The influence of intestinal flora on drug release was studied in the MCC-containing medium. Caecal contents (2 g) were collected from the cecum of mice and dissolved in PBS (100 mL) immediately. After centrifuged (500 g, 5 min), the supernatant was used as the release medium. The drug release was analyzed by the same way as that in PBS. The taken-out medium was centrifuged (500 g, 5 min) again and purified through 0.45 μm membrane before tested by HPLC.
Cap absorption in the small intestine
In order to study the release behavior of SCXN in vivo, CT26 tumor-bearing mice were randomly divided into two groups (n = 21 per group), the small intestines (4 cm) of 3 mice in each group were harvested at certain time points (0.25, 0.5, 1, 4, 8, 12, and 24 h) after the oral administration of free Cap and SCXN (50 mg kg−1 Cap). Then the homogenate of the cut intestines and methanol were centrifuged, and the Cap concentration in the supernatant were measured by HPLC.
Transport of SCXN in the small intestine
SCXN-PBA was prepared by the similar method as SCXN, replacing Scap with Scap-PBA. Balb/c mice were randomly divided into two groups (n = 12 per group) and administrated with free Scap-PBA or SCXN-PBA (50 mg kg−1 Scap) by gavage. The jejunum (4 cm) of three mice in each group were harvested at certain time points (0.5, 1, 2, and 4 h). All the samples were fixed with 4% paraformaldehyde for 0.5 h. Then, the samples were sectioned, stained with 4’,6-diamidino-2-phenylindole, and photographed by a Nikon Eclipse C1 fluorescence microscope.
Biodistribution
To explore the distribution of SCXN in vivo, Sxy-DiR was prepared by the same way as SCXN. After the CT26-luc mouse model was established, the mice were randomly divided into two groups (n = 6 per group) and orally administered with free DiR or Sxy-DiR (DiR concentration: 4 mg kg−1). After gaseous anesthesia, all mice were injected intraperitoneally with luciferin (150 mg kg−1) and photographed by IVIS (IVIS Spectrum, Perkin Elmer, USA) at certain time points (1, 4, 8, and 24 h). The fluorescence of DiR and the bioluminescence were both analyzed.

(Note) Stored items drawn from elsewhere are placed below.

#[tokio::test]
#[serial]
#[ignore]
async fn test_proximity_filter_and_ordering() {
    let pool = setup_pool().await;
    let rides = RideRepository::new(pool.clone());

    let rider = create_user(&pool, Some("KA-01-AB-1234")).await;
    let viewer = create_user(&pool, None).await;

    // Near: ~1.1 km from the filter point. Far: ~5 km out.
    let mut near = ride_payload();
    near.start = Location {
        lat: 12.9810,
        lng: 77.5969,
        address: "Cubbon Park".to_string(),
    };
    let near = rides.create(rider, &near).await.unwrap();

    let mut far = ride_payload();
    far.start = Location {
        lat: 13.0200,
        lng: 77.6100,
        address: "Hebbal".to_string(),
    };
    let far = rides.create(rider, &far).await.unwrap();

    let query = RideQuery {
        lat: Some(12.9757),
        lng: Some(77.6066),
        ..Default::default()
    };
    let (items, _) = rides.list(&query, Some(viewer)).await.unwrap();

    assert!(items.iter().any(|s| s.ride.id == near.id));
    assert!(items.iter().all(|s| s.ride.id != far.id));
    let listed = items.iter().find(|s| s.ride.id == near.id).unwrap();
    let d = listed.distance_meters.expect("distance annotation");
    assert!((900.0..1_300.0).contains(&d), "got {} m", d);
}

#[tokio::test]
#[serial]
#[ignore]
async fn test_sweep_completes_only_overdue_matched_rides() {
    let pool = setup_pool().await;
    let rides = RideRepository::new(pool.clone());
    let requests = RequestRepository::new(pool.clone());

    let rider = create_user(&pool, Some("KA-01-AB-1234")).await;
    let passenger = create_user(&pool, None).await;

    // One matched ride and one open ride, both overdue.
    let mut payload = ride_payload();
    payload.departure_at = Utc::now() - Duration::hours(1);
    let matched = rides.create(rider, &payload).await.unwrap();
    let open = rides.create(rider, &payload).await.unwrap();

    let request = requests.create(matched.id, passenger, None).await.unwrap();
    requests.accept(request.id, rider).await.unwrap();

    let completed = rides.complete_overdue().await.unwrap();
    assert!(completed.iter().any(|r| r.id == matched.id));
    assert!(completed.iter().all(|r| r.id != open.id));

    assert_eq!(rides.find(matched.id).await.unwrap().status, RideStatus::Completed);
    assert_eq!(rides.find(open.id).await.unwrap().status, RideStatus::Open);
}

For more accurate display of the SCXN distribution in main tissues, the CT26 tumor-bearing mice were randomly divided into two groups (n = 12 per group), after orally administered with free DiR or Sxy-DiR (DiR concentration: 4 mg kg−1), the major organs (heart, liver, spleen, lung, kidney, and whole intestine) and tumors of 3 mice in each group were taken out at fixed time points (1, 4, 8, and 24 h) and photographed by IVIS. Images were analyzed using IVIS Living Image Software (version 4.5.5).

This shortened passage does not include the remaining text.